------ DATA EXTRACTS ------

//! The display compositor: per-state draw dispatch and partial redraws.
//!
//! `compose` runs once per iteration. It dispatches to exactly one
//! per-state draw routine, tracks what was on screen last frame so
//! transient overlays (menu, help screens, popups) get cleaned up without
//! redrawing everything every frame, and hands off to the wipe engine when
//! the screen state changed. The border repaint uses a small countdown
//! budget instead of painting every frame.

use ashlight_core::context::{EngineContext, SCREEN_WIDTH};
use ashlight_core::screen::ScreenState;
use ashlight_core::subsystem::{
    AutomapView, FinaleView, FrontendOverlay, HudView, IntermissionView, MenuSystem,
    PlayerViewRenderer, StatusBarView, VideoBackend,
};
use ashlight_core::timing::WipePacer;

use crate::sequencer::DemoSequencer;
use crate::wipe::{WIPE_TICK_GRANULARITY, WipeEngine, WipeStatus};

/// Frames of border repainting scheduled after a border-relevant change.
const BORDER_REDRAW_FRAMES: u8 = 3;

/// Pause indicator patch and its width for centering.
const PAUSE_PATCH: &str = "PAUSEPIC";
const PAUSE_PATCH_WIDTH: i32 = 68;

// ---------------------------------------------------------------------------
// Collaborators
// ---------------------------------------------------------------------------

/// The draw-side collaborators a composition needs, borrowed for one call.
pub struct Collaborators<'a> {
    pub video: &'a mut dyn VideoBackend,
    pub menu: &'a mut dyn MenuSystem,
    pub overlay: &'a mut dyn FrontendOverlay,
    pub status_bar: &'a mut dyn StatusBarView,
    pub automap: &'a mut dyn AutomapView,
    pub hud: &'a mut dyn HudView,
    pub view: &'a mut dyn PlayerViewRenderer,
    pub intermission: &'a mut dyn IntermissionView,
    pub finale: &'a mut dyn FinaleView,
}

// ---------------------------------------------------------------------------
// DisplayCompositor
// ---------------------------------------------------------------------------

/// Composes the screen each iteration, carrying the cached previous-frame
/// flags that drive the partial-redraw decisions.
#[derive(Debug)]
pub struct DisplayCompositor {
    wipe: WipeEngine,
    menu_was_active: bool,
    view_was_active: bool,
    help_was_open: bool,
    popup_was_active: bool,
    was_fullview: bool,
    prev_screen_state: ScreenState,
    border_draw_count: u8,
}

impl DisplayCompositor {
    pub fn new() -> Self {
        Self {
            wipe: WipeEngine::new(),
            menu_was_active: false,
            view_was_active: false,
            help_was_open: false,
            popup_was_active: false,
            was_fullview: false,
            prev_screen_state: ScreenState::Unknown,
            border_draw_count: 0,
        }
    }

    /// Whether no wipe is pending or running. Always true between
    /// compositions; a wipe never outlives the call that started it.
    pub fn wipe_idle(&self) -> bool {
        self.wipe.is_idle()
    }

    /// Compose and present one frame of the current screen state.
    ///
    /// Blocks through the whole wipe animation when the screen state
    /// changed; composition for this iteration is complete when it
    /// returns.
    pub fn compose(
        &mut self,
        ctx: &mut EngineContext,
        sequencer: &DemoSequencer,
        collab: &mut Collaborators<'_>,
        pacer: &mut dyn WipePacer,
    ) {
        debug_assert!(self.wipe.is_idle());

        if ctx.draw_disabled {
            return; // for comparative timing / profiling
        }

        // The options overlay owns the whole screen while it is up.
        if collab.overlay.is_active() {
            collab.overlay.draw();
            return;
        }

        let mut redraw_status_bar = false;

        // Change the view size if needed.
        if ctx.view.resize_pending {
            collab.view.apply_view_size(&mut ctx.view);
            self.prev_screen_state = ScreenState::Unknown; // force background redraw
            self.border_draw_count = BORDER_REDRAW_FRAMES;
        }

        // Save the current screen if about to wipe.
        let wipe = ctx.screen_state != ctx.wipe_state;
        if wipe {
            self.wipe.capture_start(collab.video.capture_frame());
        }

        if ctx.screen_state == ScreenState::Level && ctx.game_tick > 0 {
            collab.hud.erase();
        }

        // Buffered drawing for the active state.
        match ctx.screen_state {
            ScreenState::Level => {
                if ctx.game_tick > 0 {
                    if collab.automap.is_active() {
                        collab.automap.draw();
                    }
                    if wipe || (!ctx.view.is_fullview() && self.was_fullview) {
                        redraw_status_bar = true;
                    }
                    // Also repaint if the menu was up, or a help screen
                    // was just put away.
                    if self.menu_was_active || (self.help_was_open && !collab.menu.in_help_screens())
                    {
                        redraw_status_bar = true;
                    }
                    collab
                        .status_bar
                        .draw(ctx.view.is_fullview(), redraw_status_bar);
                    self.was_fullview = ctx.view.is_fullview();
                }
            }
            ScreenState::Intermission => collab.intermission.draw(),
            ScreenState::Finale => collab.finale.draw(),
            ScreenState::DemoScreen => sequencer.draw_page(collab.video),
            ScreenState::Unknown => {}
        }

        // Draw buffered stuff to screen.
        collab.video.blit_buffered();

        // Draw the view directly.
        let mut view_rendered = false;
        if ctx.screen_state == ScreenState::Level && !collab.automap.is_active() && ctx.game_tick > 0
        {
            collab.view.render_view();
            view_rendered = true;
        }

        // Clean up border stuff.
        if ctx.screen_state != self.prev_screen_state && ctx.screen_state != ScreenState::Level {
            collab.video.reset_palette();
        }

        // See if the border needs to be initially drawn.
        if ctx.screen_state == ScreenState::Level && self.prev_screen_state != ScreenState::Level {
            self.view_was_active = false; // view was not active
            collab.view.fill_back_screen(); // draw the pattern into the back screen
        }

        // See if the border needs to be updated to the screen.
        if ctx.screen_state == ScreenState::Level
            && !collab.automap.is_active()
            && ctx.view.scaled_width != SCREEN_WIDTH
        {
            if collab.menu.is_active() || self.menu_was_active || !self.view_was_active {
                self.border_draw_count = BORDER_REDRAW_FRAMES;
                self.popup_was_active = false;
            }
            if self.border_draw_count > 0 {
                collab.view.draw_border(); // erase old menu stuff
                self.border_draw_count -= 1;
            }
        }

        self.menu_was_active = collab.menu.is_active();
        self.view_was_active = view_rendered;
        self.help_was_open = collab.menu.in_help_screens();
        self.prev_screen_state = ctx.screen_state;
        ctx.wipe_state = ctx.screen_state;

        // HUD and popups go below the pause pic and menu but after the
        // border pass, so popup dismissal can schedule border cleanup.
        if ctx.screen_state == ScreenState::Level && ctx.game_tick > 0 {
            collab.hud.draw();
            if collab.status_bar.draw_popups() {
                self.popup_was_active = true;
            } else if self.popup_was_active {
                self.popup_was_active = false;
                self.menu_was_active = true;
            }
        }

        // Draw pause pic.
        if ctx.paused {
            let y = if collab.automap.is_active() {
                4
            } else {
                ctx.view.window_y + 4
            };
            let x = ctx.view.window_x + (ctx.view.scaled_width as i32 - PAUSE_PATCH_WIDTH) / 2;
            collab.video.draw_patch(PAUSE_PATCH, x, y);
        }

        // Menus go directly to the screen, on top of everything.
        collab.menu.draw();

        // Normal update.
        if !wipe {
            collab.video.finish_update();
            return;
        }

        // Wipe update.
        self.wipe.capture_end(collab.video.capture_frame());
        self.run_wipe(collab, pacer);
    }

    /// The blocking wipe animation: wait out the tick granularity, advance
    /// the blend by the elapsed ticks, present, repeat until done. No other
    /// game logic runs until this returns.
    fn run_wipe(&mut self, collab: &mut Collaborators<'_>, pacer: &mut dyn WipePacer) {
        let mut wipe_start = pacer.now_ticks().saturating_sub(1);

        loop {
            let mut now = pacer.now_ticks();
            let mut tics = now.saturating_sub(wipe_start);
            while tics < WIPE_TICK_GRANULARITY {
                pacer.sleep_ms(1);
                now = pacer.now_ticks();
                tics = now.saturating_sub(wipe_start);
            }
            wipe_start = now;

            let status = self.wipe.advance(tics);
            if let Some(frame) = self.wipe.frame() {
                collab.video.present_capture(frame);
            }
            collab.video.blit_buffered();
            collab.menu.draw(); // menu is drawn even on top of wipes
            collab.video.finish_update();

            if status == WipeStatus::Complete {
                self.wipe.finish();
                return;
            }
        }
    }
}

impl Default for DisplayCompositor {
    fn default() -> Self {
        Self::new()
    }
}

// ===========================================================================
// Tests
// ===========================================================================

------

> EXERCISE
Look through the entries and find each line that has the string "bool". Copy those lines.

> THE ANSWER
    menu_was_active: bool,
    view_was_active: bool,
    help_was_open: bool,
    popup_was_active: bool,
    was_fullview: bool,
    pub fn wipe_idle(&self) -> bool {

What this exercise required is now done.